Can someone read this and tell me what issues this person has in the appropriate AXIS according to DSM IV?

Chris is a shy, anxious-looking, 31-year old carpenter who has been hospitalized after making suicide attempt by putting his head in a plastic bag. He asks to meet with the psychiatrist in a darkened room. He is wearing a baseball cap pulled down over his forehead and partially covering his eyes. Looking down at the floor, Chris says he has no friends, has just been fired from his job, and was recently rejected by his girlfriend. When the psychiatrist asks Chris to elaborate, he replies, “It’s really hard to talk about this, Doctor. I don’t know if I can. It’s too embarrassing. Well, I guess I should tell you…after all, I’m in the hospital because of it. It’s my nose.” “Your nose?” the psychiatrist asks. “Yes, these huge pockmarks on my nose. They’re grotesque! I look like a monster. I’m as ugly as the Elephant Man! These marks on my nose are all I can think about. I’ve thought about them every day for the past 15 years. I even have nightmares abut them. And I think that everyone can see them and that they laugh at me because of them. That’s why I wear this hat all the time. And that’s why I couldn’t talk to you in a bright room…you’d see how ugly I am.”

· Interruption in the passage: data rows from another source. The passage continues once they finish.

// This file is Copyright its original authors, visible in version control
// history.
//
// This file is licensed under the Apache License, Version 2.0 <LICENSE-APACHE
// or http://www.apache.org/licenses/LICENSE-2.0> or the MIT license
// <LICENSE-MIT or http://opensource.org/licenses/MIT>, at your option.
// You may not use this file except in accordance with one or both of these
// licenses.

use crate::ln::ChannelId;
use std::fmt;

pub(crate) struct DebugBytes<'a>(pub &'a [u8]);
impl<'a> fmt::Display for DebugBytes<'a> {
	fn fmt(&self, f: &mut fmt::Formatter) -> Result<(), fmt::Error> {
		for i in self.0 {
			write!(f, "{:02x}", i)?;
		}
		Ok(())
	}
}

macro_rules! log_bytes {
	($obj: expr) => {
		crate::util::macro_logger::DebugBytes(&$obj[..])
	}
}

pub(crate) struct DebugChannelId<'a>(pub &'a ChannelId);
impl<'a> fmt::Display for DebugChannelId<'a> {
	fn fmt(&self, f: &mut fmt::Formatter) -> Result<(), fmt::Error> {
		for i in (self.0).0.iter() {
			write!(f, "{:02x}", i)?;
		}
		Ok(())
	}
}

macro_rules! log_chan_id {
	($obj: expr) => {
		crate::util::macro_logger::DebugChannelId(&$obj)
	}
}

macro_rules! log_internal {
	($logger: expr, $lvl:expr, $($arg:tt)+) => (
		$logger.log(&crate::util::logger::Record::new($lvl, format_args!($($arg)+), module_path!(), file!(), line!()))
	);
}

macro_rules! log_error {
	($logger: expr, $($arg:tt)*) => (
		log_internal!($logger, crate::util::logger::Level::Error, $($arg)*);
	)
}

macro_rules! log_warn {
	($logger: expr, $($arg:tt)*) => (
		log_internal!($logger, crate::util::logger::Level::Warn, $($arg)*);
	)
}

macro_rules! log_info {
	($logger: expr, $($arg:tt)*) => (
		log_internal!($logger, crate::util::logger::Level::Info, $($arg)*);
	)
}

macro_rules! log_debug {
	($logger: expr, $($arg:tt)*) => (
		log_internal!($logger, crate::util::logger::Level::Debug, $($arg)*);
	)
}

macro_rules! log_trace {
	($logger: expr, $($arg:tt)*) => (
		log_internal!($logger, crate::util::logger::Level::Trace, $($arg)*);
	)
}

The psychiatrist couldn’t see the huge pockmarks that Chris was referring to, even when she later met him in a brightly lit room. Chris is, in fact, a handsome man with normal-appearing facial pores. The psychiatrist says, “I see no ugly pockmarks. Is it possible that your view of your appearance is distorted, that may be the pockmarks are just normal-looking facial pores?” “That’s a hard question to answer,” Chris replies. “I’ve pretty much kept this preoccupation a secret because it’s so embarrassing. I’m afraid people with think I’m vain. But I’ve told a few people about it, and they’ve tried to convince me that the pores really aren’t visible. Sometimes I sort of believe them. I think I probably am distorting and that they’re not so bad. Then I look in the mirror and see that they’re huge and ugly, and I’m convinced that people laugh at them. Then no one can talk me out of it. When people try to, I think they just feel sorry for me and that they’re trying to make me feel better. This has affected me in a lot of ways, Doctor,” Chris adds. “It may be hard for you to believe, but this problem has ruined my life. All I can think about is my face. I spend hours a day looking at the marks in the mirror. But I just can’t resist. I started missing more and more work, and I stopped going out with my friends and my girlfriend. I got so anxious when people looked at me that I started staying in the house most of the time. Sometimes when I did go out, I went through red lights so I wouldn’t have to sit at the light where people might be staring at me. The hat helped a little but it didn’t cover all the marks. I tried covering them with makeup for awhile, but I thought people could see the makeup so that didn’t really help. The only time I really felt comfortable was when I wore my nephew’s Batman mask on Halloween. Then no one could see the marks. I missed so much work that I was fired. My girlfriend stuck it out with me for a long time, but she finally couldn’t take it anymore. One thing that was really hard for her was that I started asking her about 50 times a day whether I looked okay and whether she could see the marks. I think that was the last straw. If I had a choice, I’d rather have cancer. It must be less painful. This is like an arrow through my heart.”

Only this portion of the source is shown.